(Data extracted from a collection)

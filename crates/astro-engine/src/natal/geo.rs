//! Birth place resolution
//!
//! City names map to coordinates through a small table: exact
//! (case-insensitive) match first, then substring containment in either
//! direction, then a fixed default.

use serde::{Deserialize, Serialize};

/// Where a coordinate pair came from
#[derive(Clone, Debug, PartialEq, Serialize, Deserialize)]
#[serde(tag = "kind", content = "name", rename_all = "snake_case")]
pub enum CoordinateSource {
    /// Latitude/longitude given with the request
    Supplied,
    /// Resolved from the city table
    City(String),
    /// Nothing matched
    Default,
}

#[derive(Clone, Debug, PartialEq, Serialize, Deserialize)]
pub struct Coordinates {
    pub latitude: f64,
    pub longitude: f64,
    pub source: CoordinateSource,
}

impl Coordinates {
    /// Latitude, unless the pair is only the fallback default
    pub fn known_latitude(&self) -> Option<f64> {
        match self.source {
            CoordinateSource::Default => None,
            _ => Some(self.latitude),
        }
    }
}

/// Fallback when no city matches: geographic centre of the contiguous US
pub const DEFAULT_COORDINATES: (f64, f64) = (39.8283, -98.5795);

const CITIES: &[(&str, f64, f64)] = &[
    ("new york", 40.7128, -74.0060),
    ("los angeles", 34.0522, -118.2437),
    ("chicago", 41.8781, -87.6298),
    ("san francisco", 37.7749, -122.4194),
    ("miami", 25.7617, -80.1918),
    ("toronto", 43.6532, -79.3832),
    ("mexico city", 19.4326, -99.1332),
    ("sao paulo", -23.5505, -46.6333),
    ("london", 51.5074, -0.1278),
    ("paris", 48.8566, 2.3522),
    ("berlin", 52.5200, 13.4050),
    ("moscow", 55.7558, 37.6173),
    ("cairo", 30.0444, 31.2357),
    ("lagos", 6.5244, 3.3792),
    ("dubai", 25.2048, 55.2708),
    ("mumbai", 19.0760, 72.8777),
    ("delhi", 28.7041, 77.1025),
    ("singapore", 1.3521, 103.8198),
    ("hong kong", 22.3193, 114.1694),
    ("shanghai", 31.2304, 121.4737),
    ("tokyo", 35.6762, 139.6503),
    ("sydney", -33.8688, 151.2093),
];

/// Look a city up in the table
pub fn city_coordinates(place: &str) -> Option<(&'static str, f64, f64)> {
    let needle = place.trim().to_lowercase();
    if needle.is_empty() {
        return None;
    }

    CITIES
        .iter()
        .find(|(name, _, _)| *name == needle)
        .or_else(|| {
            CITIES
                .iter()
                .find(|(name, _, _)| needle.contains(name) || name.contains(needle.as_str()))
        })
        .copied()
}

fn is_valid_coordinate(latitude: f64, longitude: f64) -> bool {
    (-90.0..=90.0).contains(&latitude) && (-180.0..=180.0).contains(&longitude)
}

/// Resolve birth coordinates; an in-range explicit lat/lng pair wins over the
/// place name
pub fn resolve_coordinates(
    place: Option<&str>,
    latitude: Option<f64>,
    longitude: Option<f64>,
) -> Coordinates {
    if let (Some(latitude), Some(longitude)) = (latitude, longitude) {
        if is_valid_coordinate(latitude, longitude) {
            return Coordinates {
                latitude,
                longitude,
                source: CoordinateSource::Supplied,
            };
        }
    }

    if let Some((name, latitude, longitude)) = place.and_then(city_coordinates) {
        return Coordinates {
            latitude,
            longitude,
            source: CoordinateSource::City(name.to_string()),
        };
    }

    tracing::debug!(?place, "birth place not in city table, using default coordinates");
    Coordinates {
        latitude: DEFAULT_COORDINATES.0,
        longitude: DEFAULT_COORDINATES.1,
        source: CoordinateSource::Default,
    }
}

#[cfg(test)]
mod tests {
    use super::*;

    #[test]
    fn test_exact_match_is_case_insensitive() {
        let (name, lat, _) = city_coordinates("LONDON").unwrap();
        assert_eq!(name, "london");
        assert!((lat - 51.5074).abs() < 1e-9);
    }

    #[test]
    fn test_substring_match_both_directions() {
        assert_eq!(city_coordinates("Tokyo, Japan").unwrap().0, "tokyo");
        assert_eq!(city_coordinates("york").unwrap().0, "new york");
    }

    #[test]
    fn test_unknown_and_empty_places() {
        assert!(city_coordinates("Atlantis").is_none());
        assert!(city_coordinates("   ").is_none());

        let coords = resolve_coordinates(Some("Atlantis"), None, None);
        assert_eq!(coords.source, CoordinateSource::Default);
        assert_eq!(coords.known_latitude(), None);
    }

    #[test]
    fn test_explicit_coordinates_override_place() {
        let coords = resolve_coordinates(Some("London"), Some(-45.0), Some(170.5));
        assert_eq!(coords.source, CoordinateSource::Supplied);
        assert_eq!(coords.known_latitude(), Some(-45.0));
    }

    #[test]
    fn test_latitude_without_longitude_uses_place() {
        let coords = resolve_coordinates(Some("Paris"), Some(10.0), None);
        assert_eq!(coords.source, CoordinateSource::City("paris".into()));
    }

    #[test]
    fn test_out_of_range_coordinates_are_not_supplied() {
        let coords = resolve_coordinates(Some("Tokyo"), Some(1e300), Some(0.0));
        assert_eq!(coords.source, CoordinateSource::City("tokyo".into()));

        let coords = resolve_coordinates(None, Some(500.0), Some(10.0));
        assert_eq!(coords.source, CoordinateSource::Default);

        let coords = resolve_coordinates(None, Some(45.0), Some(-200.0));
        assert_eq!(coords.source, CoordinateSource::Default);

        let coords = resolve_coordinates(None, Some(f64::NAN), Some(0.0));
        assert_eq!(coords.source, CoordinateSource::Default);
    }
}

• _Task goal_: Please print verbatim each line from the first line of the entries above to the line that contains "pair came from", inclusive, and nothing more.

• _Answer to the problem_:
filename crates/astro-engine/src/natal/geo.rs
//! Birth place resolution
//!
//! City names map to coordinates through a small table: exact
//! (case-insensitive) match first, then substring containment in either
//! direction, then a fixed default.

use serde::{Deserialize, Serialize};

/// Where a coordinate pair came from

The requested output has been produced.